As duas primeiras conferências, em 2017 e 2018, realizadas na sede da terra do povo Puyanawa, em Mâncio Lima/AC, alcançaram um nível espetacular de participação de indígenas e demais interessados nessa temática. A relevância desse debate, conduzido pelos líderes espirituais indígenas e com participação de parceiros não indígenas, suscitou o interesse de diversas camadas da sociedade, aglutinando, em cada evento, participantes de diversos países, além de diversas instituições públicas brasileiras e organizações da sociedade civil, nacionais e internacionais. Registrou-se a presença de magistrados da justiça federal brasileira, dando ao evento um cunho jurídico importantíssimo para as reivindicações e temas discutidos.
Em 2019 e 2022 ocorreram as edições seguintes do evento, na sede do Instituto Yorenka Tasorentsi (IYT), em Marechal Thaumaturgo/AC, presidido por Benki Piyãko, contando com a participação, juntando os dois eventos, de mais de trezentos representantes dos povos indígenas do Acre, bem como do estado do Amazonas, São Paulo, Paraíba, Paraná, Roraima e Minas Gerais, além de países como o Peru, Colômbia, Equador, México e Canadá.

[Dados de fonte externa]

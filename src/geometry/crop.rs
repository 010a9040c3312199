//! Mapping from the on-screen scan box to sensor pixels.

/// Desired crop size in display pixels, centered over the video surface.
///
/// Both dimensions must be positive and no larger than the displayed video.
/// This is a caller contract: a box that does not fit is logged when a
/// session starts, never rejected.
#[derive(Debug, Clone, Copy, PartialEq)]
pub struct ScanBox {
    pub width: f64,
    pub height: f64,
}

impl ScanBox {
    pub fn new(width: f64, height: f64) -> Self {
        Self { width, height }
    }

    /// Returns true if the box fits inside a display region of the given size.
    pub fn fits(&self, display_width: f64, display_height: f64) -> bool {
        self.width > 0.0
            && self.height > 0.0
            && self.width <= display_width
            && self.height <= display_height
    }
}

/// Crop rectangle in raw sensor pixels.
///
/// Derived once per scanning session and never mutated afterwards.
#[derive(Debug, Clone, Copy, PartialEq)]
pub struct CropGeometry {
    width: f64,
    height: f64,
    x_offset: f64,
    y_offset: f64,
}

impl CropGeometry {
    #[inline]
    pub fn width(&self) -> f64 {
        self.width
    }

    #[inline]
    pub fn height(&self) -> f64 {
        self.height
    }

    #[inline]
    pub fn x_offset(&self) -> f64 {
        self.x_offset
    }

    #[inline]
    pub fn y_offset(&self) -> f64 {
        self.y_offset
    }

    /// Integer raster size for this crop, truncating fractional pixels.
    pub fn raster_size(&self) -> (u32, u32) {
        (self.width.max(0.0) as u32, self.height.max(0.0) as u32)
    }

    /// Top-left sensor pixel of the crop, rounded towards negative infinity.
    ///
    /// Negative when the scan box exceeded the displayed video.
    pub fn origin(&self) -> (i64, i64) {
        (self.x_offset.floor() as i64, self.y_offset.floor() as i64)
    }
}

/// Computes the sensor-space crop for a centered scan box.
///
/// The video surface scales uniformly, so the width ratio between native
/// and displayed video applies to both axes. No clamping is performed: a
/// scan box larger than the displayed video yields negative offsets.
pub fn compute_crop(
    native_width: u32,
    native_height: u32,
    display_width: u32,
    scan_box: ScanBox,
) -> CropGeometry {
    let ratio = native_width as f64 / display_width as f64;
    let width = scan_box.width * ratio;
    let height = scan_box.height * ratio;

    CropGeometry {
        width,
        height,
        x_offset: (native_width as f64 - width) / 2.0,
        y_offset: (native_height as f64 - height) / 2.0,
    }
}

#[cfg(test)]
mod tests {
    use super::*;
    use proptest::prelude::*;

    #[test]
    fn test_scaled_and_centered() {
        let crop = compute_crop(1280, 1280, 320, ScanBox::new(280.0, 140.0));

        assert_eq!(crop.width(), 1120.0);
        assert_eq!(crop.height(), 560.0);
        assert_eq!(crop.x_offset(), 80.0);
        assert_eq!(crop.y_offset(), 360.0);
        assert_eq!(crop.raster_size(), (1120, 560));
        assert_eq!(crop.origin(), (80, 360));
    }

    #[test]
    fn test_fractional_crop_truncates_raster() {
        let crop = compute_crop(640, 480, 300, ScanBox::new(100.0, 50.0));

        assert_eq!(crop.raster_size(), (213, 106));
        let (x, y) = crop.origin();
        assert_eq!(x, 213);
        assert_eq!(y, 186);
    }

    #[test]
    fn test_oversized_box_is_not_clamped() {
        let crop = compute_crop(640, 640, 320, ScanBox::new(400.0, 100.0));

        assert_eq!(crop.width(), 800.0);
        assert_eq!(crop.x_offset(), -80.0);
        assert_eq!(crop.origin().0, -80);
    }

    #[test]
    fn test_scan_box_fits() {
        let scan_box = ScanBox::new(280.0, 140.0);
        assert!(scan_box.fits(320.0, 320.0));
        assert!(!scan_box.fits(200.0, 320.0));
        assert!(!ScanBox::new(0.0, 10.0).fits(320.0, 320.0));
    }

    proptest! {
        #[test]
        fn prop_crop_preserves_aspect(
            native_w in 16u32..4096,
            native_h in 16u32..4096,
            display_w in 16u32..2048,
            box_w_frac in 0.05f64..1.0,
            box_h in 1.0f64..1000.0,
        ) {
            let box_w = (display_w as f64 * box_w_frac).max(1.0);
            let crop = compute_crop(native_w, native_h, display_w, ScanBox::new(box_w, box_h));

            let expected = box_w / box_h;
            let observed = crop.width() / crop.height();
            prop_assert!((observed - expected).abs() <= 1e-9 * expected.max(1.0));
        }

        #[test]
        fn prop_crop_is_centered(
            native_w in 16u32..4096,
            native_h in 16u32..4096,
            display_w in 16u32..2048,
            box_w_frac in 0.05f64..1.0,
            box_h in 1.0f64..1000.0,
        ) {
            let box_w = (display_w as f64 * box_w_frac).max(1.0);
            let crop = compute_crop(native_w, native_h, display_w, ScanBox::new(box_w, box_h));

            let cx = crop.x_offset() + crop.width() / 2.0;
            let cy = crop.y_offset() + crop.height() / 2.0;
            prop_assert!((cx - native_w as f64 / 2.0).abs() < 1e-6);
            prop_assert!((cy - native_h as f64 / 2.0).abs() < 1e-6);
        }
    }
}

Na quarta conferência estiveram presentes os povos: Apolima-Arara, Huni Kuĩ, Jaminawa-Arara, Kuntanawa, Nawa, Noke Koi, Nukini, Puyanawa, Shanenawa, Shawãdawa, Yawanawá, Apurinã (Pupykary), Manchineri, Ashaninka, Ashaninka del Alto Perene, Yanesha del Puerto Yunnako, Nomatsiguenka, Ashaninka y Machiguenga del Rio Apurimac-Cusco, Yaminawa, Marubo, Yepá Mahsã-Tukano, Anishinaabe, Arhuaco, Tubú Hʉmmʉrimasa, Inga/Union de Médicos Indígenas Yageceros de la Amazonia Colombiana (UMIYAC), Kichwa de Sarayaku, Kofan, Jiaki, Wixárika, Potiguara, Omágua Kambeba, Shipibo-Konibo, Yanomami, Guarani Mbyá e Siona.
O evento contou, ainda, com a participação de diversas instituições nacionais e internacionais, autoridades políticas, pesquisadores e parceiros diversos. Mais de seiscentos participantes estiveram presentes nas duas últimas edições.
As temáticas discutidas em 2022 aprofundaram assuntos que já vinham sendo debatidos desde a primeira conferência, acrescidos de outros que contribuíram para as excelentes reflexões realizadas ao longo do evento. As experiências apresentadas por cada povo indígena apontaram uma variedade de caminhos para lidar com questões diversas e muitas vezes comuns, o que demonstra a importância desse espaço de diálogo e intercâmbio.